In any case, can anyone recommend a integration method (via groups, as I explained above) that would work the best, or come near -- theoretically or mathematically -- to doing the integration in one big set? Should I change the integration method or pixel rejection type when combining these groups? Would it be better (or make any difference) if I used many small groups rather than a few large groups (i.e. ten groups of 50 versus of two groups of 250 -- both producing a final master based upon the initial 500 subframes)?

I've already done some work in combining images using groups of masters, but I'm concerned that the results could be far from optimum and not nearly the equivalent of integrating all of the images at once.

Offline pfile

  • PTeam Member
  • PixInsight Jedi Grand Master
  • ********
  • Posts: 4729
Re: Integrating LARGE Numbers of Files
« Reply #1 on: 2013 December 08 14:54:16 »
i hit this a while back and i guess you must have seen the thread. i have not checked this lately but it seems like the per-process and global open file limits are kind of toy knobs in OSX. despite being able to set the limits to big numbers it seems like behind the scenes the number is clamped at 256 or maybe 255.

anyway to your question, i think groups of 100 are more than enough to do statistically robust pixel rejection. you should be able to make stacks of 100 with all outliers rejected properly and then combine the stacks with no pixel rejection.

i wonder though if the subs should be sorted by noise weighting… in other words each stack should get a representative mix of image noises - so that you don't have one stack composed of all low SNR images and another composed of all high SNR images.

not sure how to automate this. mschuster probably knows :)

rob

Offline Alejandro Tombolini

  • PTeam Member
  • PixInsight Jedi
  • *****
  • Posts: 1267
    • Próxima Sur
Re: Integrating LARGE Numbers of Files
« Reply #2 on: 2013 December 08 15:23:05 »
Hi James,
You can also tried decreasing the Buffer size in the image integration tool. That could help.

Offline mschuster

  • PTeam Member
  • PixInsight Jedi
  • *****
  • Posts: 1087
Re: Integrating LARGE Numbers of Files
« Reply #3 on: 2013 December 08 15:31:23 »
If buffer size doesn't work, I would try what Rob suggests.

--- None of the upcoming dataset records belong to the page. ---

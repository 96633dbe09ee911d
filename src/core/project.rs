//! Resolved project model.
//!
//! A Project owns its targets after conversion. External packages are
//! converted to projects too, flagged so read-only passes can distinguish
//! the local surface from the resolved one.

use std::path::PathBuf;

use crate::core::manifest::ProjectOptionsManifest;
use crate::core::target::Target;

/// Options of a resolved project.
#[derive(Debug, Clone, PartialEq, Eq)]
pub struct ProjectOptions {
    /// Generate schemes automatically for each target
    pub automatic_schemes: bool,

    /// Development region identifier
    pub development_region: Option<String>,
}

impl Default for ProjectOptions {
    fn default() -> Self {
        ProjectOptions {
            automatic_schemes: true,
            development_region: None,
        }
    }
}

impl From<ProjectOptionsManifest> for ProjectOptions {
    fn from(manifest: ProjectOptionsManifest) -> Self {
        ProjectOptions {
            automatic_schemes: manifest.automatic_schemes,
            development_region: manifest.development_region,
        }
    }
}

impl From<&ProjectOptions> for ProjectOptionsManifest {
    fn from(options: &ProjectOptions) -> Self {
        ProjectOptionsManifest {
            automatic_schemes: options.automatic_schemes,
            development_region: options.development_region.clone(),
        }
    }
}

/// A resolved project.
#[derive(Debug, Clone, PartialEq, Eq)]
pub struct Project {
    /// Absolute path of the project directory
    pub path: PathBuf,

    /// Project name
    pub name: String,

    /// Project options
    pub options: ProjectOptions,

    /// Targets in declaration order
    pub targets: Vec<Target>,

    /// Whether this project was synthesized from an external package
    pub is_external: bool,
}

impl Project {
    /// Create an empty local project.
    pub fn new(path: impl Into<PathBuf>, name: impl Into<String>) -> Self {
        Project {
            path: path.into(),
            name: name.into(),
            options: ProjectOptions::default(),
            targets: Vec::new(),
            is_external: false,
        }
    }

    /// Add a target.
    pub fn with_target(mut self, target: Target) -> Self {
        self.targets.push(target);
        self
    }

    /// Get a target by name.
    pub fn target(&self, name: &str) -> Option<&Target> {
        self.targets.iter().find(|t| t.name == name)
    }
}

Maybe create the groups randomly, i.e. don't use sequential date/time subs? This will tend to unify the rejection across groups.

Maybe use the same reference sub for all of the groups? This sounds strange, but it will normalize the weighting, at the (small?) price of an over-represented reference in the integration.

Mike

Offline james7

  • Member
  • *
  • Posts: 55
Re: Integrating LARGE Numbers of Files
« Reply #4 on: 2013 December 08 16:15:45 »
I agree that it would be better to randomize the members of the groups (not take them in sequential order), but I'm not certain that combining the groups with no pixel rejection would be the "best" option. I'm thinking that a simple percentile rejection to eliminate obvious outliners would be somewhat better (and if nothing got eliminated then it would be no different that selecting no rejection). The weighting is another factor and if each group contains a relatively large number of images and I've randomized the selection then I'm thinking that the weight should be set to one (i.e. no weighting) for the final integration (of the groups).

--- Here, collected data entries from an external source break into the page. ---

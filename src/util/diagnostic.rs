//! User-friendly diagnostic messages.
//!
//! Fatal errors must enumerate every offending entity in one message; the
//! Diagnostic value collects the offender list and suggested fixes before
//! rendering.

use std::fmt;
use std::path::PathBuf;

/// Common suggestion messages for consistent error handling.
pub mod suggestions {
    /// Suggestion when no root manifest is found.
    pub const NO_ROOT_MANIFEST: &str =
        "Create a Workspace.toml or Project.toml at the root of your project";

    /// Suggestion when a dependency reference does not resolve.
    pub const UNRESOLVED_DEPENDENCY: &str =
        "Declare the product in Package.toml or fix the reference";

    /// Suggestion when the dependency graph has a cycle.
    pub const CYCLE: &str =
        "Break the cycle by removing or inverting one of the listed edges";

    /// Suggestion when a plugin cannot be resolved.
    pub const PLUGIN_NOT_FOUND: &str = "Check the plugin path declared in Gantry.toml";
}

/// Severity level for diagnostics.
#[derive(Debug, Clone, Copy, PartialEq, Eq)]
pub enum Severity {
    Error,
    Warning,
    Note,
    Help,
}

impl fmt::Display for Severity {
    fn fmt(&self, f: &mut fmt::Formatter<'_>) -> fmt::Result {
        match self {
            Severity::Error => write!(f, "error"),
            Severity::Warning => write!(f, "warning"),
            Severity::Note => write!(f, "note"),
            Severity::Help => write!(f, "help"),
        }
    }
}

/// A diagnostic message with optional suggestions.
#[derive(Debug, Clone)]
pub struct Diagnostic {
    /// Primary message
    pub message: String,
    /// Severity level
    pub severity: Severity,
    /// Additional context lines, one per offending entity
    pub context: Vec<String>,
    /// Suggested fixes
    pub suggestions: Vec<String>,
    /// Related location (file path)
    pub location: Option<PathBuf>,
}

impl Diagnostic {
    /// Create a new error diagnostic.
    pub fn error(message: impl Into<String>) -> Self {
        Diagnostic {
            message: message.into(),
            severity: Severity::Error,
            context: Vec::new(),
            suggestions: Vec::new(),
            location: None,
        }
    }

    /// Create a new warning diagnostic.
    pub fn warning(message: impl Into<String>) -> Self {
        Diagnostic {
            message: message.into(),
            severity: Severity::Warning,
            context: Vec::new(),
            suggestions: Vec::new(),
            location: None,
        }
    }

    /// Add context to the diagnostic.
    pub fn with_context(mut self, context: impl Into<String>) -> Self {
        self.context.push(context.into());
        self
    }

    /// Add a suggestion for fixing the issue.
    pub fn with_suggestion(mut self, suggestion: impl Into<String>) -> Self {
        self.suggestions.push(suggestion.into());
        self
    }

    /// Add a file location.
    pub fn with_location(mut self, path: impl Into<PathBuf>) -> Self {
        self.location = Some(path.into());
        self
    }

    /// Format the diagnostic for terminal output.
    pub fn format(&self, color: bool) -> String {
        let mut output = String::new();

        let severity_str = if color {
            match self.severity {
                Severity::Error => "\x1b[1;31merror\x1b[0m",
                Severity::Warning => "\x1b[1;33mwarning\x1b[0m",
                Severity::Note => "\x1b[1;36mnote\x1b[0m",
                Severity::Help => "\x1b[1;32mhelp\x1b[0m",
            }
        } else {
            match self.severity {
                Severity::Error => "error",
                Severity::Warning => "warning",
                Severity::Note => "note",
                Severity::Help => "help",
            }
        };

        output.push_str(&format!("{}: {}\n", severity_str, self.message));

        if let Some(ref path) = self.location {
            output.push_str(&format!("  --> {}\n", path.display()));
        }

        for ctx in &self.context {
            output.push_str(&format!("  - {}\n", ctx));
        }

        if !self.suggestions.is_empty() {
            output.push('\n');
            let help_prefix = if color {
                "\x1b[1;32mhelp\x1b[0m"
            } else {
                "help"
            };
            output.push_str(&format!("{}: consider:\n", help_prefix));
            for (i, suggestion) in self.suggestions.iter().enumerate() {
                output.push_str(&format!("  {}. {}\n", i + 1, suggestion));
            }
        }

        output
    }
}

impl fmt::Display for Diagnostic {
    fn fmt(&self, f: &mut fmt::Formatter<'_>) -> fmt::Result {
        write!(f, "{}", self.format(false))
    }
}

/// Print a diagnostic to stderr.
pub fn emit(diagnostic: &Diagnostic, color: bool) {
    eprint!("{}", diagnostic.format(color));
}
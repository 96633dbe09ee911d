//! Memoized manifest loading.
//!
//! Loading a given manifest path happens at most once per resolution run.
//! The cache serializes concurrent loads of the same key behind a per-key
//! mutex (the first caller evaluates, later callers await its result) while
//! distinct keys load fully in parallel.

use std::collections::HashMap;
use std::path::{Path, PathBuf};
use std::sync::{Arc, Mutex};

use crate::core::manifest::{
    PackageManifest, PluginManifest, ProjectManifest, RawManifest, WorkspaceManifest,
};
use crate::manifests::evaluator::{EvaluationError, ManifestEvaluating};
use crate::util::fs::canonicalize_or_normalize;

type CacheSlot = Arc<Mutex<Option<Result<Arc<RawManifest>, EvaluationError>>>>;

/// A manifest loader that memoizes evaluator results by path.
pub struct CachedManifestLoader {
    evaluator: Arc<dyn ManifestEvaluating>,
    cache: Mutex<HashMap<PathBuf, CacheSlot>>,
}

impl CachedManifestLoader {
    /// Create a loader backed by the given evaluator.
    pub fn new(evaluator: Arc<dyn ManifestEvaluating>) -> Self {
        CachedManifestLoader {
            evaluator,
            cache: Mutex::new(HashMap::new()),
        }
    }

    /// The evaluator this loader delegates to.
    pub fn evaluator(&self) -> &Arc<dyn ManifestEvaluating> {
        &self.evaluator
    }

    /// Load the manifest at the given file path, evaluating at most once.
    ///
    /// Repeated loads of the same path return the same `Arc`.
    pub fn load(&self, path: &Path) -> Result<Arc<RawManifest>, EvaluationError> {
        let key = canonicalize_or_normalize(path);

        // Take the per-key slot while holding the map lock only briefly,
        // so loads of distinct keys proceed in parallel.
        let slot = {
            let mut cache = self.cache.lock().unwrap();
            cache.entry(key).or_default().clone()
        };

        let mut guard = slot.lock().unwrap();
        if let Some(cached) = guard.as_ref() {
            return cached.clone();
        }

        tracing::debug!(path = %path.display(), "evaluating manifest");
        let result = self.evaluator.evaluate(path).map(Arc::new);
        *guard = Some(result.clone());
        result
    }

    /// Load a workspace manifest.
    pub fn load_workspace(&self, path: &Path) -> Result<WorkspaceManifest, EvaluationError> {
        match self.load(path)?.as_ref() {
            RawManifest::Workspace(manifest) => Ok(manifest.clone()),
            other => Err(self.unexpected(path, "workspace", other)),
        }
    }

    /// Load a project manifest.
    pub fn load_project(&self, path: &Path) -> Result<ProjectManifest, EvaluationError> {
        match self.load(path)?.as_ref() {
            RawManifest::Project(manifest) => Ok(manifest.clone()),
            other => Err(self.unexpected(path, "project", other)),
        }
    }

    /// Load a plugin manifest.
    pub fn load_plugin(&self, path: &Path) -> Result<PluginManifest, EvaluationError> {
        match self.load(path)?.as_ref() {
            RawManifest::Plugin(manifest) => Ok(manifest.clone()),
            other => Err(self.unexpected(path, "plugin", other)),
        }
    }

    /// Load a package manifest.
    pub fn load_package(&self, path: &Path) -> Result<PackageManifest, EvaluationError> {
        match self.load(path)?.as_ref() {
            RawManifest::Package(manifest) => Ok(manifest.clone()),
            other => Err(self.unexpected(path, "package", other)),
        }
    }

    fn unexpected(
        &self,
        path: &Path,
        expected: &'static str,
        found: &RawManifest,
    ) -> EvaluationError {
        EvaluationError::UnexpectedKind {
            path: path.to_path_buf(),
            expected,
            found: found.kind(),
        }
    }
}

Of course, I still don't know whether this will produce any significant benefit to my end results or whether it will even approach what could be had by integrating all of the images at once. In any case I suspect that once your integration reaches a few hundred images you'd have to massively increase the number of subframes to see much improvement. So, to improve from 240 images you'd have to go to 500 or more to even see much difference and then to go beyond that perhaps thousands of images which from a practical standpoint would be almost impossible (or nearly a complete waste of time). The largest single integration that I've ever done was 512 images, but that was done with DeepSkyStacker not PixInsight.


Offline mschuster

  • PTeam Member
  • PixInsight Jedi
  • *****
  • Posts: 1087
Re: Integrating LARGE Numbers of Files
« Reply #5 on: 2013 December 08 16:46:28 »
I agree on group weights of one, but if you do see a group rejection then the scheme is not working as intended. Rejecting a group is like rejecting 100 subs at a go, not good, something is wrong.

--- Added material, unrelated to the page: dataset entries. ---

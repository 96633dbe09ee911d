//! Resolved dependency edges.
//!
//! A TargetDependency is a directed edge from one target to another target
//! or to an externally resolved product. Direction is always "depends on".

use std::fmt;
use std::path::PathBuf;

/// A resolved dependency edge of a target.
#[derive(Debug, Clone, PartialEq, Eq, Hash, PartialOrd, Ord)]
pub enum TargetDependency {
    /// A target within the same project.
    Target {
        /// Target name
        name: String,
    },

    /// A target in another project of the workspace.
    Project {
        /// Target name inside the referenced project
        target: String,
        /// Absolute path of the referenced project directory
        path: PathBuf,
    },

    /// A product resolved by the external package manager that has no
    /// backing project in the graph (prebuilt artifact).
    ExternalProduct {
        /// Product name
        product: String,
    },
}

impl TargetDependency {
    /// Create a same-project target dependency.
    pub fn target(name: impl Into<String>) -> Self {
        TargetDependency::Target { name: name.into() }
    }

    /// Create a cross-project target dependency.
    pub fn project(target: impl Into<String>, path: impl Into<PathBuf>) -> Self {
        TargetDependency::Project {
            target: target.into(),
            path: path.into(),
        }
    }

    /// Create an external product dependency.
    pub fn external_product(product: impl Into<String>) -> Self {
        TargetDependency::ExternalProduct {
            product: product.into(),
        }
    }

    /// Check if this edge leaves the local project set.
    pub fn is_external(&self) -> bool {
        matches!(self, TargetDependency::ExternalProduct { .. })
    }
}

impl fmt::Display for TargetDependency {
    fn fmt(&self, f: &mut fmt::Formatter<'_>) -> fmt::Result {
        match self {
            TargetDependency::Target { name } => write!(f, "{name}"),
            TargetDependency::Project { target, path } => {
                write!(f, "{}:{}", path.display(), target)
            }
            TargetDependency::ExternalProduct { product } => write!(f, "{product}"),
        }
    }
}
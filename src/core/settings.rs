//! Normalized settings for externally resolved dependencies.

use std::collections::BTreeMap;

use semver::Version;

use crate::core::project::ProjectOptions;
use crate::core::target::ProductKind;

/// Normalized configuration applied to the external dependency surface.
///
/// Immutable value object, produced once per resolution run from the
/// package manifest. The one exception to immutability is the test-target
/// flag, which the engine force-enables for package-only checkouts.
#[derive(Debug, Clone, PartialEq, Eq)]
pub struct PackageSettings {
    /// Product kind overrides keyed by product name
    pub product_types: BTreeMap<String, ProductKind>,

    /// Destination overrides keyed by product name
    pub product_destinations: BTreeMap<String, Vec<String>>,

    /// Base build settings applied to every external target
    pub base_settings: BTreeMap<String, String>,

    /// Per-target build setting overrides
    pub target_settings: BTreeMap<String, BTreeMap<String, String>>,

    /// Project options per generated external project, keyed by package name
    pub project_options: BTreeMap<String, ProjectOptions>,

    /// Include test targets of local packages in the generated surface
    pub include_local_package_test_targets: bool,

    /// Declared external-toolchain version
    pub toolchain_version: Version,
}

impl PackageSettings {
    /// Merged build settings for one external target: base settings
    /// overlaid with the target-specific overrides.
    pub fn settings_for_target(&self, target: &str) -> BTreeMap<String, String> {
        let mut merged = self.base_settings.clone();
        if let Some(overrides) = self.target_settings.get(target) {
            for (key, value) in overrides {
                merged.insert(key.clone(), value.clone());
            }
        }
        merged
    }
}
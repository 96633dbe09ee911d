//! The mapper pipeline.
//!
//! Mappers are ordered transformations applied after conversion: model
//! mappers over the combined workspace/project value, then graph mappers
//! over the assembled graph plus a shared environment. Application is
//! strictly sequential in declaration order; each mapper observes the
//! output of the previous one, and a failure aborts the whole pipeline
//! with no partial side-effect list.

pub mod environment;
pub mod graph;
pub mod model;
pub mod side_effect;

use thiserror::Error;

pub use environment::MapperEnvironment;
pub use graph::{GraphFingerprintMapper, GraphMapping, SequentialGraphMapper, FINGERPRINT_KEY};
pub use model::{DerivedSettingsMapper, ModelMapping, SequentialModelMapper};
pub use side_effect::{
    DirectoryDescriptor, FileDescriptor, SideEffectDescriptor, SideEffectExecutor, SideEffectState,
};

/// A mapper failed; the pipeline run it belonged to is aborted.
#[derive(Debug, Clone, Error)]
#[error("mapper `{mapper}` failed: {message}")]
pub struct MapperError {
    /// Name of the failing mapper
    pub mapper: String,

    /// What went wrong
    pub message: String,
}

impl MapperError {
    /// Create a mapper error.
    pub fn new(mapper: impl Into<String>, message: impl Into<String>) -> Self {
        MapperError {
            mapper: mapper.into(),
            message: message.into(),
        }
    }
}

It is possible to integrate a very large number of subs all at once, and also limit the number of open files to one. A multiple pass scheme is easy to implement, where a small portion of each sub is read, integrated, and written, repeat until done. The problem is that it is slow. With more work this can be made faster using a data scatter/reduce scheme.

Mike
« Last Edit: 2013 December 08 19:29:07 by mschuster »

Offline pfile

  • PTeam Member
  • PixInsight Jedi Grand Master
  • ********
  • Posts: 4729
Re: Integrating LARGE Numbers of Files
« Reply #6 on: 2013 December 08 17:33:14 »
unless limiting the buffer size somehow limits the number of open files (i don't think it does) then i don't think lowering the buffer size will help. it's not so much about absolute memory usage as it is about the number of open files that OSX will permit a process to have… if i understand it right PI is going to open every single file in the list at once so it can see all the pixels in a given stack at one time.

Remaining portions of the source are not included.